Der Mangel an Elektrizität lähmt Arbeitsplätze, Schulen und Krankenhäuser, verhindert die Lebensmittelkonservierung, unterbricht die Kommunikation und vervielfacht die Quellen der Unhygiene. In vielen Vierteln sind die Nächte endlos und still, geprägt von der Hitze, den Mücken und der Angst vor Kriminalität.
Während das Regime Brennstoff und Ressourcen dafür verwendet, die Hotels in Varadero und Cayo Coco — die vom militärischen Konglomerat GAESA kontrolliert werden — am Laufen zu halten, leben Millionen Kubaner zwischen Kerzen und erschöpften Batterien.
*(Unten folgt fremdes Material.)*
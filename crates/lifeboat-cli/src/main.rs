//! Lifeboat server binary: load the classifier artifact once, then serve the
//! prediction form until shutdown. A failed load does not abort; the server
//! comes up in degraded mode and answers every request with the fixed error
//! page until restarted with a valid artifact.

use std::path::Path;

use clap::Parser;
use lifeboat_ai::MODEL_FILE;
use lifeboat_web::{AppState, router};

#[derive(Parser, Debug)]
#[command(name = "lifeboat", version, about = "Titanic survival prediction web form")]
struct Cli {
    /// Interface to bind.
    #[arg(long, default_value = "0.0.0.0")]
    host: String,

    /// Port to listen on.
    #[arg(long, default_value_t = 5000)]
    port: u16,
}

#[tokio::main]
async fn main() -> anyhow::Result<()> {
    tracing_subscriber::fmt::init();
    let cli = Cli::parse();

    tracing::info!("lifeboat v{}", env!("CARGO_PKG_VERSION"));

    let state = AppState::from_artifact(Path::new(MODEL_FILE));
    let app = router(state);

    let addr = format!("{}:{}", cli.host, cli.port);
    let listener = tokio::net::TcpListener::bind(&addr).await?;
    tracing::info!(%addr, "listening");
    axum::serve(listener, app).await?;
    Ok(())
}
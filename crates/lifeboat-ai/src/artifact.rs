//! The serialized classifier artifact.
//!
//! Training happens elsewhere; this process only deserializes the artifact the
//! trainer wrote and evaluates it. The artifact is a logistic regression over
//! the eight-column feature contract: one weight per column plus an intercept,
//! stored as JSON at a fixed filename next to the binary.

use std::fs;
use std::io;
use std::path::{Path, PathBuf};

use lifeboat_core::{FEATURE_COUNT, FeatureVector};
use serde::{Deserialize, Serialize};
use thiserror::Error;
use tracing::info;

use crate::classifier::{InferenceError, Outcome, SurvivalClassifier};

/// Fixed artifact filename, read once at process start.
pub const MODEL_FILE: &str = "titanic_survival.json";

#[derive(Debug, Error)]
pub enum ModelError {
    #[error("model artifact not found: {0}")]
    NotFound(PathBuf),

    #[error("reading model artifact: {0}")]
    Io(#[from] io::Error),

    #[error("parsing model artifact: {0}")]
    Malformed(#[from] serde_json::Error),

    #[error("model artifact has {got} weights, expected {expected}")]
    Shape { expected: usize, got: usize },
}

/// Logistic-regression parameters produced by the external trainer.
///
/// `predict_probability` applies the sigmoid to the weighted sum; `predict`
/// reports survived whenever the survived-class probability reaches 0.5.
#[derive(Debug, Clone, Serialize, Deserialize)]
pub struct LogisticModel {
    weights: Vec<f64>,
    intercept: f64,
}

impl LogisticModel {
    pub fn new(weights: Vec<f64>, intercept: f64) -> Result<Self, ModelError> {
        check_shape(weights.len())?;
        Ok(Self { weights, intercept })
    }

    /// Deserialize the artifact from disk.
    ///
    /// A missing file is reported as [`ModelError::NotFound`] so the caller
    /// can name the expected path; every other failure carries its cause.
    pub fn from_file(path: &Path) -> Result<Self, ModelError> {
        let raw = match fs::read_to_string(path) {
            Ok(raw) => raw,
            Err(err) if err.kind() == io::ErrorKind::NotFound => {
                return Err(ModelError::NotFound(path.to_path_buf()));
            }
            Err(err) => return Err(err.into()),
        };

        let model: Self = serde_json::from_str(&raw)?;
        check_shape(model.weights.len())?;

        info!(path = %path.display(), weights = model.weights.len(), "loaded classifier artifact");
        Ok(model)
    }

    fn decision(&self, features: &FeatureVector) -> f64 {
        let dot: f64 = self
            .weights
            .iter()
            .zip(features.as_slice())
            .map(|(w, x)| w * x)
            .sum();
        self.intercept + dot
    }
}

fn check_shape(got: usize) -> Result<(), ModelError> {
    if got != FEATURE_COUNT {
        return Err(ModelError::Shape {
            expected: FEATURE_COUNT,
            got,
        });
    }
    Ok(())
}

fn sigmoid(z: f64) -> f64 {
    1.0 / (1.0 + (-z).exp())
}

impl SurvivalClassifier for LogisticModel {
    fn predict(&self, features: &FeatureVector) -> Result<Outcome, InferenceError> {
        let [_, survived] = self.predict_probability(features)?;
        Ok(if survived >= 0.5 {
            Outcome::Survived
        } else {
            Outcome::NotSurvived
        })
    }

    fn predict_probability(&self, features: &FeatureVector) -> Result<[f64; 2], InferenceError> {
        let survived = sigmoid(self.decision(features));
        Ok([1.0 - survived, survived])
    }
}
Der Kontrast ist obszön: Das wirkliche Land liegt im Dämmerlicht, während die Touristenorte hell erleuchtet sind wie Schaufenster, getragen von Generatoren und energetischen Privilegien, von denen der Rest der Bevölkerung nur träumen kann.
Dieses Ungleichgewicht nährt nicht nur den öffentlichen Groll, sondern erodiert auch das Bild Kubas gegenüber den eigenen Besuchern.
Die Touristen, die sich außerhalb der Hotelanlagen wagen, stoßen auf dunkle Straßen, angesammelten Müll, zusammengebrochenen Verkehr und eine allgemeine Atmosphäre der Erschöpfung. Aus den großen Fenstern ihrer erleuchteten Hotels ist der Kontrast noch schmerzhafter.
Viele kehren mit einem Gefühl von Unsicherheit, schändlicher Ungleichheit und Dekadenz zurück, weit entfernt vom tropischen Paradies, das das MINTUR im Ausland zu verkaufen versucht.
In einer Nation, in der elektrische Energie von einem öffentlichen Dienst zu einem selektiven Luxus geworden ist, sind die Stromausfälle zu einer Metapher der Macht geworden: Diejenigen, die das Sagen haben, haben Licht; die, die sich widersetzen, leben in Dunkelheit.
Das Regime nennt es „kreativen Widerstand“. Das Volk erlebt es als tägliche Verdammnis zu Rückstand und Hoffnungslosigkeit, während die Dollar des Tourismus die Hotels von GAESA erleuchten und die Schatten den Rest des Landes bedecken.